How to avoid on-the-job depression

Posted Oct. 21, 2011, at 2:10 p.m.

Especially in a tough economy, “it’s unbelievable how many people struggle with trying to feel happy at work,” says Ellen Golding, a psychologist based in Los Angeles. Her tips:

  • Don’t isolate. Walk around and greet co-workers and attend staff lunches and office parties, even if you have to force yourself.
  • Be positive. Don’t constantly vent about problems in the office or at home. Find at least one co-worker who is generally upbeat to hang around.
  • Allow more time in the morning. If you’re rushing to leave home, you’ll arrive at work already stressed. Build at least 15-minute cushion into your commute.
  • Change self-talk. Practice turning negatives into positives. Instead of fretting you won’t finish a project, for example, tell yourself you’ll make a plan to do it.
  • Deal with a boss who “hates” you … Accept that it’s fine not to have a great personal bond and focus on being professional. Find out exactly what your boss needs and do it.
  • … and one who bullies. To gain more control, regularly ask for clarification on your duties.
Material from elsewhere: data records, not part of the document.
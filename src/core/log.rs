use crate::db::pool::DbPool;
use crate::errors::AppResult;
use crate::utils::ansi::strip_ansi;
use ansi_term::Colour;

const OP_WIDTH_MAX: usize = 60;

/// ANSI colour for each audited operation.
fn color_for_operation(op: &str) -> Colour {
    match op {
        "add" => Colour::Green,
        "del" => Colour::Red,
        "export" => Colour::Cyan,
        "backup" => Colour::Blue,
        "init" => Colour::RGB(255, 153, 51),
        _ => Colour::White,
    }
}

/// One row of the `audit_log` table.
#[derive(Debug, Clone)]
pub struct AuditEntry {
    pub id: i64,
    pub date: String,
    pub operation: String,
    pub target: String,
    pub message: String,
}

pub struct LogLogic;

impl LogLogic {
    pub fn load(pool: &mut DbPool) -> AppResult<Vec<AuditEntry>> {
        let mut stmt = pool.conn.prepare_cached(
            "SELECT id, date, operation, target, message FROM audit_log ORDER BY id ASC",
        )?;

        let rows = stmt.query_map([], |row| {
            let raw_date: String = row.get(1)?;
            let date = chrono::DateTime::parse_from_rfc3339(&raw_date)
                .map(|dt| dt.format("%FT%T%:z").to_string())
                .unwrap_or(raw_date);

            Ok(AuditEntry {
                id: row.get(0)?,
                date,
                operation: row.get(2)?,
                target: row.get::<_, Option<String>>(3)?.unwrap_or_default(),
                message: row.get(4)?,
            })
        })?;

        let mut entries = Vec::new();
        for r in rows {
            entries.push(r?);
        }
        Ok(entries)
    }

    pub fn print_log(pool: &mut DbPool) -> AppResult<()> {
        let entries = Self::load(pool)?;

        if entries.is_empty() {
            println!("📜 Internal log is empty.");
            return Ok(());
        }

        let op_target = |e: &AuditEntry| {
            if e.target.is_empty() {
                e.operation.clone()
            } else {
                format!("{} ({})", e.operation, e.target)
            }
        };

        let op_w = entries
            .iter()
            .map(|e| op_target(e).len())
            .max()
            .unwrap_or(10)
            .min(OP_WIDTH_MAX);
        let id_w = entries
            .iter()
            .map(|e| e.id.to_string().len())
            .max()
            .unwrap_or(1);
        let date_w = entries.iter().map(|e| e.date.len()).max().unwrap_or(10);

        println!("📜 Internal log:\n");

        for e in &entries {
            let color = color_for_operation(&e.operation);

            let visible = op_target(e);
            let truncated = if visible.chars().count() > OP_WIDTH_MAX {
                let mut s: String = visible.chars().take(OP_WIDTH_MAX - 3).collect();
                s.push_str("...");
                s
            } else {
                visible
            };

            // only the operation word is coloured
            let colored = match truncated.split_once(' ') {
                Some((op_word, rest)) => format!("{} {}", color.paint(op_word), rest),
                None => color.paint(truncated.as_str()).to_string(),
            };

            let padding = " ".repeat(op_w.saturating_sub(strip_ansi(&colored).len()));

            println!(
                "{:>id_w$}: {:<date_w$} | {}{} => {}",
                e.id,
                e.date,
                colored,
                padding,
                e.message,
                id_w = id_w,
                date_w = date_w
            );
        }

        Ok(())
    }
}
use crate::core::rating::GOOD_LIMIT;
use crate::db::pool::DbPool;
use crate::db::queries::day_totals;
use crate::errors::AppResult;
use chrono::NaiveDate;

/// Count consecutive good days ending at `today`.
///
/// Walks backward one day at a time and stops at the first day that has no
/// entries or whose total exceeds GOOD_LIMIT. That day is not counted.
pub fn current_streak(pool: &mut DbPool, today: NaiveDate) -> AppResult<u32> {
    let mut streak = 0;
    let mut day = today;

    loop {
        let (count, total) = day_totals(pool, &day)?;
        if count == 0 || total > GOOD_LIMIT {
            break;
        }
        streak += 1;

        match day.pred_opt() {
            Some(prev) => day = prev,
            None => break,
        }
    }

    Ok(streak)
}
// src/export/range.rs

use crate::errors::{AppError, AppResult};
use chrono::{Datelike, NaiveDate};

/// Parse a `--range` expression into inclusive date bounds.
///
/// Accepted forms: `YYYY`, `YYYY-MM`, `YYYY-MM-DD`, or two of the same form
/// joined by `:` (e.g. `2024-01:2024-03`).
pub fn parse_range(r: &str) -> AppResult<(NaiveDate, NaiveDate)> {
    if let Some((start_raw, end_raw)) = r.split_once(':') {
        let start = start_raw.trim();
        let end = end_raw.trim();

        if start.len() != end.len() {
            return Err(AppError::InvalidDate(format!(
                "{r} (start and end must have the same format)"
            )));
        }

        let (d1, _) = period_bounds(start)?;
        let (_, d2) = period_bounds(end)?;
        if d1 > d2 {
            return Err(AppError::InvalidDate(format!("{r} (start after end)")));
        }
        return Ok((d1, d2));
    }

    period_bounds(r.trim())
}

/// First and last day of a year, a month or a single day.
fn period_bounds(p: &str) -> AppResult<(NaiveDate, NaiveDate)> {
    let invalid = || AppError::InvalidDate(p.to_string());

    match p.len() {
        // YYYY
        4 => {
            let y: i32 = p.parse().map_err(|_| invalid())?;
            let d1 = NaiveDate::from_ymd_opt(y, 1, 1).ok_or_else(invalid)?;
            let d2 = NaiveDate::from_ymd_opt(y, 12, 31).ok_or_else(invalid)?;
            Ok((d1, d2))
        }
        // YYYY-MM
        7 => {
            let d1 = NaiveDate::parse_from_str(&format!("{p}-01"), "%Y-%m-%d")
                .map_err(|_| invalid())?;
            let next = if d1.month() == 12 {
                NaiveDate::from_ymd_opt(d1.year() + 1, 1, 1)
            } else {
                NaiveDate::from_ymd_opt(d1.year(), d1.month() + 1, 1)
            };
            let d2 = next.and_then(|n| n.pred_opt()).ok_or_else(invalid)?;
            Ok((d1, d2))
        }
        // YYYY-MM-DD
        10 => {
            let d = NaiveDate::parse_from_str(p, "%Y-%m-%d").map_err(|_| invalid())?;
            Ok((d, d))
        }
        _ => Err(invalid()),
    }
}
Repeat back what your boss says, create a written email record and try to have other people listening as you two talk.
  • Combat layoff anxiety. Do what you can to prepare for possible downsizing by researching other jobs and participating in educational, volunteer and networking opportunities.
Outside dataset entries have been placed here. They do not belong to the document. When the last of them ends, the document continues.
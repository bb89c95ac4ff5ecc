use crate::config::Config;
use crate::db::initialize::init_db;
use crate::db::log::audit;
use crate::errors::AppResult;
use crate::ui::messages::{success, warning};

use crate::cli::parser::Cli;
use rusqlite::Connection;

/// Handle the `init` command
///
/// This initializes:
///  - the config directory and file (skipped in test mode)
///  - the SQLite database and its tables
pub fn handle(cli: &Cli, cfg: &Config) -> AppResult<()> {
    cfg.init_all(cli.test)?;

    println!("⚙️  Initializing ecotrack…");
    if !cli.test {
        println!("📄 Config file : {}", Config::config_file().display());
    }
    println!("🗄️  Database   : {}", &cfg.database);

    let conn = Connection::open(&cfg.database)?;
    init_db(&conn)?;

    if let Err(e) = audit(
        &conn,
        "init",
        "Database initialized",
        &format!("Database initialized at {}", &cfg.database),
    ) {
        warning(format!("Failed to write internal log: {e}"));
    }

    success("ecotrack initialization completed!");
    Ok(())
}
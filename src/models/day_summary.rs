use crate::models::log_entry::LogEntry;
use crate::models::rating::Rating;
use chrono::NaiveDate;

#[derive(Debug)]
pub struct DaySummary {
    pub date: NaiveDate,
    pub entries: Vec<LogEntry>,
    pub total_kg: f64,
    pub rating: Rating,
    pub streak: u32,
}

/// One row of the multi-day history view.
#[derive(Debug, Clone, PartialEq)]
pub struct DayTotal {
    pub date: NaiveDate,
    pub count: i64,
    pub total_kg: f64,
    pub rating: Rating,
}
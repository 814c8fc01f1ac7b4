//! Random-forest regression.
//!
//! Each tree is a CART regressor grown on a bootstrap sample with variance
//! reduction as the split criterion. Trees are stored in the flat
//! split/threshold/child layout LightGBM uses in its text model format, where
//! a negative child `c` refers to leaf `-c - 1`.

use indicatif::ProgressBar;
use log::debug;
use rand::{rngs::StdRng, Rng, SeedableRng};
use rayon::prelude::*;
use std::cmp::Ordering;

use crate::error::{PipelineError, PipelineResult};

const MIN_NODE_SSE: f64 = 1e-12;

#[derive(Debug, Clone, Copy, PartialEq)]
pub struct ForestConfig {
    pub n_trees: usize,
    /// `None` grows each tree until leaves are pure or too small to split.
    pub max_depth: Option<usize>,
    pub min_samples_split: usize,
    pub min_samples_leaf: usize,
    pub seed: u64,
}

impl Default for ForestConfig {
    fn default() -> Self {
        Self {
            n_trees: 100,
            max_depth: None,
            min_samples_split: 2,
            min_samples_leaf: 1,
            seed: 42,
        }
    }
}

#[derive(Debug, Clone)]
struct RegressionTree {
    root: i32,
    split_features: Vec<usize>,
    thresholds: Vec<f64>,
    left_child: Vec<i32>,
    right_child: Vec<i32>,
    leaf_values: Vec<f64>,
}

impl RegressionTree {
    fn predict(&self, features: &[f64]) -> f64 {
        let mut node = self.root;
        loop {
            if node < 0 {
                let leaf_idx = (-node - 1) as usize;
                return self.leaf_values.get(leaf_idx).copied().unwrap_or_default();
            }
            let node_idx = node as usize;
            let feature_value = features
                .get(self.split_features[node_idx])
                .copied()
                .unwrap_or(0.0);
            node = if feature_value <= self.thresholds[node_idx] {
                self.left_child[node_idx]
            } else {
                self.right_child[node_idx]
            };
        }
    }

    fn node_count(&self) -> usize {
        self.split_features.len() + self.leaf_values.len()
    }
}

struct SplitCandidate {
    feature: usize,
    threshold: f64,
    gain: f64,
}

struct TreeBuilder<'a> {
    features: &'a [Vec<f64>],
    targets: &'a [f64],
    config: &'a ForestConfig,
    tree: RegressionTree,
    importances: Vec<f64>,
}

impl<'a> TreeBuilder<'a> {
    fn new(features: &'a [Vec<f64>], targets: &'a [f64], config: &'a ForestConfig) -> Self {
        let width = features.first().map(|row| row.len()).unwrap_or(0);
        Self {
            features,
            targets,
            config,
            tree: RegressionTree {
                root: -1,
                split_features: Vec::new(),
                thresholds: Vec::new(),
                left_child: Vec::new(),
                right_child: Vec::new(),
                leaf_values: Vec::new(),
            },
            importances: vec![0.0; width],
        }
    }

    fn grow(mut self, indices: Vec<usize>) -> (RegressionTree, Vec<f64>) {
        self.tree.root = self.build(indices, 0);
        (self.tree, self.importances)
    }

    fn build(&mut self, indices: Vec<usize>, depth: usize) -> i32 {
        let n = indices.len();
        let (sum, sum_sq) = indices.iter().fold((0.0, 0.0), |(s, sq), &i| {
            let y = self.targets[i];
            (s + y, sq + y * y)
        });
        let mean = sum / n as f64;
        let node_sse = (sum_sq - sum * sum / n as f64).max(0.0);

        let depth_exhausted = self.config.max_depth.is_some_and(|max| depth >= max);
        if depth_exhausted
            || n < self.config.min_samples_split
            || n < 2 * self.config.min_samples_leaf
            || node_sse <= MIN_NODE_SSE
        {
            return self.push_leaf(mean);
        }

        let Some(split) = self.best_split(&indices, sum, sum_sq) else {
            return self.push_leaf(mean);
        };

        let (left, right): (Vec<usize>, Vec<usize>) = indices
            .into_iter()
            .partition(|&i| self.features[i][split.feature] <= split.threshold);

        let node = self.tree.split_features.len();
        self.tree.split_features.push(split.feature);
        self.tree.thresholds.push(split.threshold);
        self.tree.left_child.push(-1);
        self.tree.right_child.push(-1);
        self.importances[split.feature] += split.gain;

        let left_child = self.build(left, depth + 1);
        let right_child = self.build(right, depth + 1);
        self.tree.left_child[node] = left_child;
        self.tree.right_child[node] = right_child;
        node as i32
    }

    fn push_leaf(&mut self, value: f64) -> i32 {
        self.tree.leaf_values.push(value);
        -(self.tree.leaf_values.len() as i32)
    }

    /// Sweeps every feature's sorted values, scoring each boundary between
    /// distinct values by the reduction in summed squared error.
    fn best_split(&self, indices: &[usize], sum: f64, sum_sq: f64) -> Option<SplitCandidate> {
        let n = indices.len();
        let min_leaf = self.config.min_samples_leaf;
        let parent_sse = sum_sq - sum * sum / n as f64;
        let width = self.importances.len();

        let mut best: Option<SplitCandidate> = None;
        let mut pairs: Vec<(f64, f64)> = Vec::with_capacity(n);
        for feature in 0..width {
            pairs.clear();
            pairs.extend(
                indices
                    .iter()
                    .map(|&i| (self.features[i][feature], self.targets[i])),
            );
            pairs.sort_by(|a, b| a.0.partial_cmp(&b.0).unwrap_or(Ordering::Equal));

            let mut left_sum = 0.0;
            let mut left_sq = 0.0;
            for split_at in 1..n {
                let (value, y) = pairs[split_at - 1];
                left_sum += y;
                left_sq += y * y;

                let next_value = pairs[split_at].0;
                if split_at < min_leaf || n - split_at < min_leaf || value >= next_value {
                    continue;
                }

                let left_n = split_at as f64;
                let right_n = (n - split_at) as f64;
                let right_sum = sum - left_sum;
                let right_sq = sum_sq - left_sq;
                let left_sse = left_sq - left_sum * left_sum / left_n;
                let right_sse = right_sq - right_sum * right_sum / right_n;
                let gain = parent_sse - left_sse - right_sse;

                if gain > best.as_ref().map(|b| b.gain).unwrap_or(0.0) {
                    let midpoint = (value + next_value) / 2.0;
                    let threshold = if midpoint < next_value { midpoint } else { value };
                    best = Some(SplitCandidate {
                        feature,
                        threshold,
                        gain,
                    });
                }
            }
        }

        best
    }
}

/// Bagged ensemble of regression trees. Predictions average the trees.
#[derive(Debug, Clone)]
pub struct RandomForestRegressor {
    config: ForestConfig,
    trees: Vec<RegressionTree>,
    feature_importances: Vec<f64>,
}

impl RandomForestRegressor {
    pub fn fit(
        config: ForestConfig,
        features: &[Vec<f64>],
        targets: &[f64],
    ) -> PipelineResult<Self> {
        Self::fit_with_progress(config, features, targets, None)
    }

    /// Fits `config.n_trees` trees in parallel. Tree `i` draws its bootstrap
    /// sample from a generator seeded with `seed + i`, so the fitted forest does
    /// not depend on thread scheduling.
    pub fn fit_with_progress(
        config: ForestConfig,
        features: &[Vec<f64>],
        targets: &[f64],
        progress: Option<&ProgressBar>,
    ) -> PipelineResult<Self> {
        if features.is_empty() {
            return Err(PipelineError::DegenerateSplit { rows: 0 });
        }
        if features.len() != targets.len() {
            return Err(PipelineError::InvalidConfig(format!(
                "{} feature rows but {} targets",
                features.len(),
                targets.len()
            )));
        }
        if config.n_trees == 0 {
            return Err(PipelineError::InvalidConfig(
                "ensemble size must be at least 1".to_string(),
            ));
        }
        let width = features[0].len();
        if features.iter().any(|row| row.len() != width) {
            return Err(PipelineError::InvalidConfig(
                "feature rows have differing widths".to_string(),
            ));
        }

        let n = features.len();
        let fitted: Vec<(RegressionTree, Vec<f64>)> = (0..config.n_trees)
            .into_par_iter()
            .map(|tree_idx| {
                let mut rng = StdRng::seed_from_u64(config.seed.wrapping_add(tree_idx as u64));
                let sample: Vec<usize> = (0..n).map(|_| rng.gen_range(0..n)).collect();
                let grown = TreeBuilder::new(features, targets, &config).grow(sample);
                if let Some(pb) = progress {
                    pb.inc(1);
                }
                grown
            })
            .collect();

        let mut feature_importances = vec![0.0; width];
        let mut trees = Vec::with_capacity(fitted.len());
        for (tree, importances) in fitted {
            let total: f64 = importances.iter().sum();
            if total > 0.0 {
                for (acc, value) in feature_importances.iter_mut().zip(importances.iter()) {
                    *acc += value / total;
                }
            }
            trees.push(tree);
        }
        let importance_sum: f64 = feature_importances.iter().sum();
        if importance_sum > 0.0 {
            for value in &mut feature_importances {
                *value /= importance_sum;
            }
        }

        debug!(
            "Fitted {} trees on {} rows x {} features ({} nodes total)",
            trees.len(),
            n,
            width,
            trees.iter().map(|t| t.node_count()).sum::<usize>()
        );

        Ok(Self {
            config,
            trees,
            feature_importances,
        })
    }

    pub fn config(&self) -> &ForestConfig {
        &self.config
    }

    pub fn n_trees(&self) -> usize {
        self.trees.len()
    }

    pub fn predict_row(&self, features: &[f64]) -> f64 {
        let total: f64 = self.trees.iter().map(|tree| tree.predict(features)).sum();
        total / self.trees.len() as f64
    }

    pub fn predict(&self, rows: &[Vec<f64>]) -> Vec<f64> {
        rows.iter().map(|row| self.predict_row(row)).collect()
    }

    /// Impurity-based importances, normalized to sum to 1 (all zero when no tree split).
    pub fn feature_importances(&self) -> &[f64] {
        &self.feature_importances
    }

    /// The `count` most important features as `(index, importance)`, highest first.
    pub fn top_features(&self, count: usize) -> Vec<(usize, f64)> {
        let mut ranked: Vec<(usize, f64)> =
            self.feature_importances.iter().copied().enumerate().collect();
        ranked.sort_by(|a, b| b.1.partial_cmp(&a.1).unwrap_or(Ordering::Equal));
        ranked.truncate(count);
        ranked
    }
}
  • Decompress off the job. Listen to books on tape or a favorite music station on your commute — nothing negative or work-related. If you have to bring work home, take a break to exercise, watch a funny TV show or spend time with family or friends.
  • Live healthfully. Eat a nutritious lunch during the workday, drink beverages that calm you — herbal tea or water, say, rather than coffee — and aim for seven or eight hours of sleep a night.